### ACTION ITEM:
Exact copies of all the lines below are required.

### DATA FOR PROCESSING:
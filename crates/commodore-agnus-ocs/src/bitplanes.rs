//! Bitplane DMA: fetch window decode, plane pointers and modulos.

/// Maps position (0-7) within an 8-CCK lowres group to bitplane index.
/// From Minimig: plane = {~ddfseq[0], ~ddfseq[1], ~ddfseq[2]}.
/// None = free slot (available for copper/CPU).
pub const LOWRES_DDF_TO_PLANE: [Option<u8>; 8] = [
    None,    // 0: free
    Some(3), // 1: BPL4
    Some(5), // 2: BPL6
    Some(1), // 3: BPL2
    None,    // 4: free
    Some(2), // 5: BPL3
    Some(4), // 6: BPL5
    Some(0), // 7: BPL1 (completes the group)
];

/// Hires groups are 4 CCKs and carry at most four planes.
pub const HIRES_DDF_TO_PLANE: [Option<u8>; 4] = [Some(3), Some(1), Some(2), Some(0)];

/// Earliest and latest group starts the hardware allows.
pub const DDF_MIN: u16 = 0x18;
pub const DDF_MAX: u16 = 0xD8;

/// A bitplane slot: which plane, and whether this group ends the line.
#[derive(Debug, Clone, Copy, PartialEq, Eq)]
pub struct BitplaneFetch {
    pub plane: u8,
    pub last_group: bool,
    /// Planes enabled when the slot was decoded.
    pub planes: u8,
}

#[derive(Debug, Clone, Default)]
pub struct BitplaneDma {
    pub pointers: [u32; 6],
    /// BPL1MOD, added to planes 1, 3 and 5.
    pub bpl1mod: i16,
    /// BPL2MOD, added to planes 2, 4 and 6.
    pub bpl2mod: i16,
    pub ddfstrt: u16,
    pub ddfstop: u16,
}

impl BitplaneDma {
    pub fn write_pointer_high(&mut self, plane: usize, value: u16) {
        let ptr = &mut self.pointers[plane];
        *ptr = ((*ptr & 0x0000_FFFF) | (u32::from(value) << 16)) & 0x001F_FFFE;
    }

    pub fn write_pointer_low(&mut self, plane: usize, value: u16) {
        let ptr = &mut self.pointers[plane];
        *ptr = ((*ptr & 0xFFFF_0000) | u32::from(value)) & 0x001F_FFFE;
    }

    /// The plane fetched at `cycle`, if any, for `planes` enabled planes.
    #[must_use]
    pub fn fetch_at(&self, cycle: u16, planes: u8, hires: bool) -> Option<BitplaneFetch> {
        if planes == 0 {
            return None;
        }
        let start = (self.ddfstrt & 0xFC).max(DDF_MIN);
        let stop = (self.ddfstop & 0xFC).min(DDF_MAX);
        if cycle < start || start > stop {
            return None;
        }
        // The sequencer runs in 8-CCK blocks; a hires block holds two groups.
        let offset = cycle - start;
        let block_start = start + offset / 8 * 8;
        if block_start > stop {
            return None;
        }
        let position = usize::from(offset % 8);
        let (plane, final_group) = if hires {
            (HIRES_DDF_TO_PLANE[position % 4]?, position >= 4)
        } else {
            (LOWRES_DDF_TO_PLANE[position]?, true)
        };
        (plane < planes).then_some(BitplaneFetch {
            plane,
            last_group: final_group && block_start + 8 > stop,
            planes,
        })
    }

    /// Fetch one word for `fetch.plane` and advance its pointer. When plane 0
    /// of the last group is read, every enabled plane gets its modulo.
    pub fn fetch(&mut self, fetch: BitplaneFetch, read_word: impl FnOnce(u32) -> u16) -> u16 {
        let plane = usize::from(fetch.plane);
        let word = read_word(self.pointers[plane]);
        self.pointers[plane] = self.pointers[plane].wrapping_add(2) & 0x001F_FFFE;
        if fetch.plane == 0 && fetch.last_group {
            let enabled = usize::from(fetch.planes.min(6));
            for (index, ptr) in self.pointers[..enabled].iter_mut().enumerate() {
                let modulo = if index % 2 == 0 { self.bpl1mod } else { self.bpl2mod };
                *ptr = ptr.wrapping_add_signed(i32::from(modulo)) & 0x001F_FFFE;
            }
        }
        word
    }
}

### TASK RESPONSE:
filename crates/commodore-agnus-ocs/src/bitplanes.rs
//! Bitplane DMA: fetch window decode, plane pointers and modulos.

/// Maps position (0-7) within an 8-CCK lowres group to bitplane index.
/// From Minimig: plane = {~ddfseq[0], ~ddfseq[1], ~ddfseq[2]}.
/// None = free slot (available for copper/CPU).
pub const LOWRES_DDF_TO_PLANE: [Option<u8>; 8] = [
    None,    // 0: free
    Some(3), // 1: BPL4
    Some(5), // 2: BPL6
    Some(1), // 3: BPL2
    None,    // 4: free
    Some(2), // 5: BPL3
    Some(4), // 6: BPL5
    Some(0), // 7: BPL1 (completes the group)
];

/// Hires groups are 4 CCKs and carry at most four planes.
pub const HIRES_DDF_TO_PLANE: [Option<u8>; 4] = [Some(3), Some(1), Some(2), Some(0)];

/// Earliest and latest group starts the hardware allows.
pub const DDF_MIN: u16 = 0x18;
pub const DDF_MAX: u16 = 0xD8;

/// A bitplane slot: which plane, and whether this group ends the line.
#[derive(Debug, Clone, Copy, PartialEq, Eq)]
pub struct BitplaneFetch {
    pub plane: u8,
    pub last_group: bool,
    /// Planes enabled when the slot was decoded.
    pub planes: u8,
}

#[derive(Debug, Clone, Default)]
pub struct BitplaneDma {
    pub pointers: [u32; 6],
    /// BPL1MOD, added to planes 1, 3 and 5.
    pub bpl1mod: i16,
    /// BPL2MOD, added to planes 2, 4 and 6.
    pub bpl2mod: i16,
    pub ddfstrt: u16,
    pub ddfstop: u16,
}

impl BitplaneDma {
    pub fn write_pointer_high(&mut self, plane: usize, value: u16) {
        let ptr = &mut self.pointers[plane];
        *ptr = ((*ptr & 0x0000_FFFF) | (u32::from(value) << 16)) & 0x001F_FFFE;
    }

    pub fn write_pointer_low(&mut self, plane: usize, value: u16) {
        let ptr = &mut self.pointers[plane];
        *ptr = ((*ptr & 0xFFFF_0000) | u32::from(value)) & 0x001F_FFFE;
    }

    /// The plane fetched at `cycle`, if any, for `planes` enabled planes.
    #[must_use]
    pub fn fetch_at(&self, cycle: u16, planes: u8, hires: bool) -> Option<BitplaneFetch> {
        if planes == 0 {
            return None;
        }
        let start = (self.ddfstrt & 0xFC).max(DDF_MIN);
        let stop = (self.ddfstop & 0xFC).min(DDF_MAX);
        if cycle < start || start > stop {
            return None;
        }
        // The sequencer runs in 8-CCK blocks; a hires block holds two groups.
        let offset = cycle - start;
        let block_start = start + offset / 8 * 8;
        if block_start > stop {
            return None;
        }
        let position = usize::from(offset % 8);
        let (plane, final_group) = if hires {
            (HIRES_DDF_TO_PLANE[position % 4]?, position >= 4)
        } else {
            (LOWRES_DDF_TO_PLANE[position]?, true)
        };
        (plane < planes).then_some(BitplaneFetch {
            plane,
            last_group: final_group && block_start + 8 > stop,
            planes,
        })
    }

    /// Fetch one word for `fetch.plane` and advance its pointer. When plane 0
    /// of the last group is read, every enabled plane gets its modulo.
    pub fn fetch(&mut self, fetch: BitplaneFetch, read_word: impl FnOnce(u32) -> u16) -> u16 {
        let plane = usize::from(fetch.plane);
        let word = read_word(self.pointers[plane]);
        self.pointers[plane] = self.pointers[plane].wrapping_add(2) & 0x001F_FFFE;
        if fetch.plane == 0 && fetch.last_group {
            let enabled = usize::from(fetch.planes.min(6));
            for (index, ptr) in self.pointers[..enabled].iter_mut().enumerate() {
                let modulo = if index % 2 == 0 { self.bpl1mod } else { self.bpl2mod };
                *ptr = ptr.wrapping_add_signed(i32::from(modulo)) & 0x001F_FFFE;
            }
        }
        word
    }
}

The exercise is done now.